The schematic for this radio-controlled lighting system incorporates several key components to ensure reliable operation. At the transmitter side, the IC1 and IC2 work together to encode the control signals. IC1 generates the necessary control signals based on user input from the buttons, while IC2 modulates these signals for transmission. The use of a simple external resistor R2 helps maintain the stability of the oscillator circuit, ensuring consistent signal generation.

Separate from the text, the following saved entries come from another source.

//! Scenario files: engine and substrate settings, terrain, and robots.

use std::f64::consts::PI;
use std::path::Path;

use anyhow::{Context, Result};
use serde::{Deserialize, Serialize};
use vsr_core::{Action, ActionPerformer, AgentId, BodyId, Engine, EngineConfig, Material, Point, Poly};
use vsr_grid::{
    CentralizedController, ConstantFunction, DistributedController, FnFunction, GridBody, GridShape,
    NumGridVsr, Sensor, SinusoidalFunction, TimedRealFunction,
};
use vsr_kinematic::{KinematicConfig, KinematicSubstrate};

/// A complete simulation setup, loaded from YAML.
#[derive(Debug, Clone, Serialize, Deserialize)]
#[serde(default)]
pub struct Scenario {
    /// Kernel settings (time step, dispatch depth, transactional mode)
    pub engine: EngineConfig,

    /// Reference physics settings
    pub substrate: KinematicConfig,

    /// Ticks to run when the command line does not say otherwise
    #[serde(default = "default_ticks")]
    pub ticks: usize,

    pub terrain: Terrain,

    pub robots: Vec<RobotSpec>,
}

fn default_ticks() -> usize {
    600
}

impl Default for Scenario {
    fn default() -> Self {
        Self {
            engine: EngineConfig::default(),
            substrate: KinematicConfig::default(),
            ticks: default_ticks(),
            terrain: Terrain::default(),
            robots: vec![RobotSpec::default()],
        }
    }
}

impl Scenario {
    pub fn load(path: &Path) -> Result<Self> {
        let content = std::fs::read_to_string(path)
            .with_context(|| format!("Failed to read scenario: {}", path.display()))?;
        Self::parse(&content).with_context(|| format!("Invalid scenario: {}", path.display()))
    }

    pub fn parse(content: &str) -> Result<Self> {
        let scenario: Scenario = serde_yaml::from_str(content).context("Failed to parse scenario YAML")?;
        for (i, robot) in scenario.robots.iter().enumerate() {
            GridShape::parse(&robot.shape).with_context(|| format!("robot {i}"))?;
        }
        Ok(scenario)
    }

    /// Build the engine, lay down the terrain and add every robot.
    pub fn build(&self) -> Result<(Engine<KinematicSubstrate>, Vec<AgentId>)> {
        let mut engine = Engine::new(KinematicSubstrate::new(self.substrate), self.engine);
        let ground = self.substrate.ground_level.unwrap_or(0.0);
        for poly in self.terrain.polys(ground) {
            let outcome = engine
                .perform(Action::CreateUnmovableBody { poly }, None)
                .context("Failed to create terrain")?;
            if let Some(body) = outcome.body() {
                tracing::debug!(body = %body, "Terrain body created");
            }
        }
        let mut agents = Vec::with_capacity(self.robots.len());
        for (i, robot) in self.robots.iter().enumerate() {
            let agent = robot.spawn(&mut engine).with_context(|| format!("Failed to add robot {i}"))?;
            tracing::info!(agent = %agent, shape = %robot.shape, "Robot added");
            agents.push(agent);
        }
        Ok((engine, agents))
    }
}

/// Static scenery, created as unmovable bodies.
#[derive(Debug, Clone, PartialEq, Serialize, Deserialize)]
#[serde(tag = "type", rename_all = "snake_case")]
pub enum Terrain {
    /// A slab whose top face is the ground level, centered on `x = 0`.
    Flat {
        #[serde(default = "default_terrain_width")]
        width: f64,
        #[serde(default = "default_terrain_thickness")]
        thickness: f64,
    },
    /// Arbitrary polygons in world coordinates.
    Polys { polys: Vec<Poly> },
    None,
}

fn default_terrain_width() -> f64 {
    200.0
}
fn default_terrain_thickness() -> f64 {
    1.0
}

impl Default for Terrain {
    fn default() -> Self {
        Terrain::Flat {
            width: default_terrain_width(),
            thickness: default_terrain_thickness(),
        }
    }
}

impl Terrain {
    fn polys(&self, ground: f64) -> Vec<Poly> {
        match self {
            Terrain::Flat { width, thickness } => {
                vec![Poly::rect(*width, *thickness).translated(Point::new(-width / 2.0, ground - thickness))]
            }
            Terrain::Polys { polys } => polys.clone(),
            Terrain::None => Vec::new(),
        }
    }
}

/// One grid robot.
#[derive(Debug, Clone, Serialize, Deserialize)]
#[serde(default)]
pub struct RobotSpec {
    /// Named shape (`biped-4x3`) or layout (`###/#.#`)
    #[serde(default = "default_shape")]
    pub shape: String,

    /// Sensors placed on every cell
    #[serde(default = "default_sensors")]
    pub sensors: Vec<Sensor>,

    pub material: Material,

    pub controller: ControllerSpec,

    /// Lower-left corner of the assembled body
    pub position: Option<Point>,
}

fn default_shape() -> String {
    "biped-4x3".to_string()
}
fn default_sensors() -> Vec<Sensor> {
    vec![Sensor::AreaRatio]
}

impl Default for RobotSpec {
    fn default() -> Self {
        Self {
            shape: default_shape(),
            sensors: default_sensors(),
            material: Material::default(),
            controller: ControllerSpec::default(),
            position: None,
        }
    }
}

impl RobotSpec {
    pub fn body(&self) -> Result<GridBody> {
        let shape = GridShape::parse(&self.shape)?;
        Ok(GridBody::uniform(&shape, self.material, &self.sensors))
    }

    fn spawn(&self, engine: &mut Engine<KinematicSubstrate>) -> Result<AgentId> {
        let body = self.body()?;
        let agent = match self.controller {
            ControllerSpec::Constant {
                value,
                n_signals,
                directional,
            } => {
                let n_outputs = 1 + if directional { 4 * n_signals } else { n_signals };
                let functions = body.cells().map(|_, cell| {
                    let n_inputs = cell.sensors.len() + 4 * n_signals;
                    Some(Box::new(ConstantFunction::new(n_inputs, vec![value; n_outputs])) as Box<dyn TimedRealFunction>)
                });
                let controller = DistributedController::new(&body, functions, n_signals, directional)?;
                engine.add_embodied_agent(NumGridVsr::new(body, controller)?, self.position)?
            }
            ControllerSpec::Sinusoidal {
                amplitude,
                frequency,
                phase_step,
                n_signals,
                directional,
            } => {
                let n_outputs = 1 + if directional { 4 * n_signals } else { n_signals };
                let functions = body.cells().map(|key, cell| {
                    Some(Box::new(SinusoidalFunction {
                        n_inputs: cell.sensors.len() + 4 * n_signals,
                        n_outputs,
                        amplitude,
                        frequency,
                        phase: key.x as f64 * phase_step,
                    }) as Box<dyn TimedRealFunction>)
                });
                let controller = DistributedController::new(&body, functions, n_signals, directional)?;
                engine.add_embodied_agent(NumGridVsr::new(body, controller)?, self.position)?
            }
            ControllerSpec::Centralized {
                amplitude,
                frequency,
                phase_step,
            } => {
                let phases: Vec<f64> = body.cells().occupied().map(|(k, _)| k.x as f64 * phase_step).collect();
                let function = FnFunction::new(body.total_sensors(), phases.len(), move |t, _, out| {
                    for (o, phase) in out.iter_mut().zip(&phases) {
                        *o = amplitude * (2.0 * PI * frequency * t + phase).sin();
                    }
                });
                let controller = CentralizedController::new(&body, Box::new(function))?;
                engine.add_embodied_agent(NumGridVsr::new(body, controller)?, self.position)?
            }
        };
        Ok(agent)
    }
}

/// Brain wiring for a robot.
#[derive(Debug, Clone, Copy, PartialEq, Serialize, Deserialize)]
#[serde(tag = "kind", rename_all = "snake_case")]
pub enum ControllerSpec {
    /// Distributed, every output fixed.
    Constant {
        #[serde(default)]
        value: f64,
        #[serde(default)]
        n_signals: usize,
        #[serde(default)]
        directional: bool,
    },
    /// Distributed open-loop gait, phase shifted along x.
    Sinusoidal {
        #[serde(default = "default_amplitude")]
        amplitude: f64,
        #[serde(default = "default_frequency")]
        frequency: f64,
        #[serde(default = "default_phase_step")]
        phase_step: f64,
        #[serde(default)]
        n_signals: usize,
        #[serde(default)]
        directional: bool,
    },
    /// One brain driving the same gait for the whole body.
    Centralized {
        #[serde(default = "default_amplitude")]
        amplitude: f64,
        #[serde(default = "default_frequency")]
        frequency: f64,
        #[serde(default = "default_phase_step")]
        phase_step: f64,
    },
}

fn default_amplitude() -> f64 {
    1.0
}
fn default_frequency() -> f64 {
    1.0
}
fn default_phase_step() -> f64 {
    PI / 2.0
}

impl Default for ControllerSpec {
    fn default() -> Self {
        ControllerSpec::Sinusoidal {
            amplitude: default_amplitude(),
            frequency: default_frequency(),
            phase_step: default_phase_step(),
            n_signals: 0,
            directional: false,
        }
    }
}

/// Average center of a robot's voxels, if any are left.
pub fn robot_center(snapshot: &vsr_core::Snapshot, parts: &[BodyId]) -> Option<Point> {
    let centers: Vec<Point> = parts
        .iter()
        .filter_map(|id| snapshot.body(*id))
        .map(|body| body.center())
        .collect();
    Point::average(&centers)
}

#[cfg(test)]
mod tests {
    use super::*;

    #[test]
    fn empty_document_uses_defaults() {
        let scenario = Scenario::parse("{}").unwrap();
        assert_eq!(scenario.ticks, 600);
        assert_eq!(scenario.terrain, Terrain::default());
        assert_eq!(scenario.robots.len(), 1);
        assert_eq!(scenario.robots[0].shape, "biped-4x3");
        assert_eq!(scenario.engine.max_dispatch_depth, EngineConfig::default().max_dispatch_depth);
    }

    #[test]
    fn robots_and_terrain_parse() {
        let yaml = r###"
ticks: 10
engine:
  transactional: true
substrate:
  gravity: -1.0
terrain:
  type: none
robots:
  - shape: worm-3x1
    sensors:
      - type: area_ratio
      - type: velocity
        direction: 1.57
    controller:
      kind: constant
      value: 0.5
      n_signals: 1
    position: { x: 2.0, y: 1.0 }
  - shape: "##/##"
    controller:
      kind: centralized
"###;
        let scenario = Scenario::parse(yaml).unwrap();
        assert_eq!(scenario.ticks, 10);
        assert!(scenario.engine.transactional);
        assert_eq!(scenario.substrate.gravity, -1.0);
        assert_eq!(scenario.terrain, Terrain::None);
        assert_eq!(scenario.robots.len(), 2);
        assert_eq!(scenario.robots[0].sensors.len(), 2);
        assert_eq!(
            scenario.robots[0].controller,
            ControllerSpec::Constant {
                value: 0.5,
                n_signals: 1,
                directional: false
            }
        );
        assert_eq!(scenario.robots[0].position, Some(Point::new(2.0, 1.0)));
        assert_eq!(scenario.robots[1].sensors, vec![Sensor::AreaRatio]);
    }

    #[test]
    fn unknown_shape_is_rejected_on_load() {
        let err = Scenario::parse("robots:\n  - shape: octopus-3x3\n").unwrap_err();
        assert!(format!("{err:#}").contains("robot 0"));
    }

    #[test]
    fn every_controller_kind_builds() {
        let yaml = r#"
robots:
  - shape: box-2x2
    controller: { kind: constant, value: 0.1, n_signals: 2, directional: true }
    position: { x: 0.0, y: 0.0 }
  - shape: biped-3x2
    controller: { kind: sinusoidal, n_signals: 1 }
    position: { x: 10.0, y: 0.0 }
  - shape: worm-4x1
    sensors: [{ type: area_ratio }, { type: angle }]
    controller: { kind: centralized }
    position: { x: 20.0, y: 0.0 }
"#;
        let scenario = Scenario::parse(yaml).unwrap();
        let (mut engine, agents) = scenario.build().unwrap();
        assert_eq!(agents.len(), 3);
        // Ground slab plus 4 + 5 + 4 voxels.
        assert_eq!(engine.bodies().len(), 14);

        let snapshot = engine.tick().unwrap();
        assert!(snapshot.failures.is_empty());
        for summary in &snapshot.agents {
            assert!(robot_center(&snapshot, &summary.body_parts).is_some());
        }
    }
}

On the receiver side, IC3 receives the modulated signals transmitted by IC2. The internal amplifier within IC3 boosts the signal strength, allowing it to be effectively processed. The decoding function is handled by IC4, which verifies the user code and triggers the appropriate output based on the button pressed. The thyristor switches (VT4, VTH1, VTH2, VTH3) are crucial for controlling the power delivered to the lights and the motor, enabling smooth operation and brightness control. The design ensures that only one light can be controlled at a time when managing color brightness, preventing any potential conflicts in operation.
The power supply section, featuring a step-down transformer, ensures that the receiver circuit operates safely and efficiently at lower voltages. The bridge rectifier converts AC voltage to DC, while the capacitor filters any ripples, providing a stable voltage supply to the circuit. Overall, this schematic design offers a versatile and user-friendly solution for remotely controlling color lights, making it ideal for various applications in entertainment and home environments.This example describes use of HS101, HS201 radio transmitter and receiver modules made of radio-controlled rotating color lights, it is essentially a multi-channel radio remote control device codes for a small dance floor or home use. Users stand on any corner of the hall can be easily controlled with a remote control light color and brightness.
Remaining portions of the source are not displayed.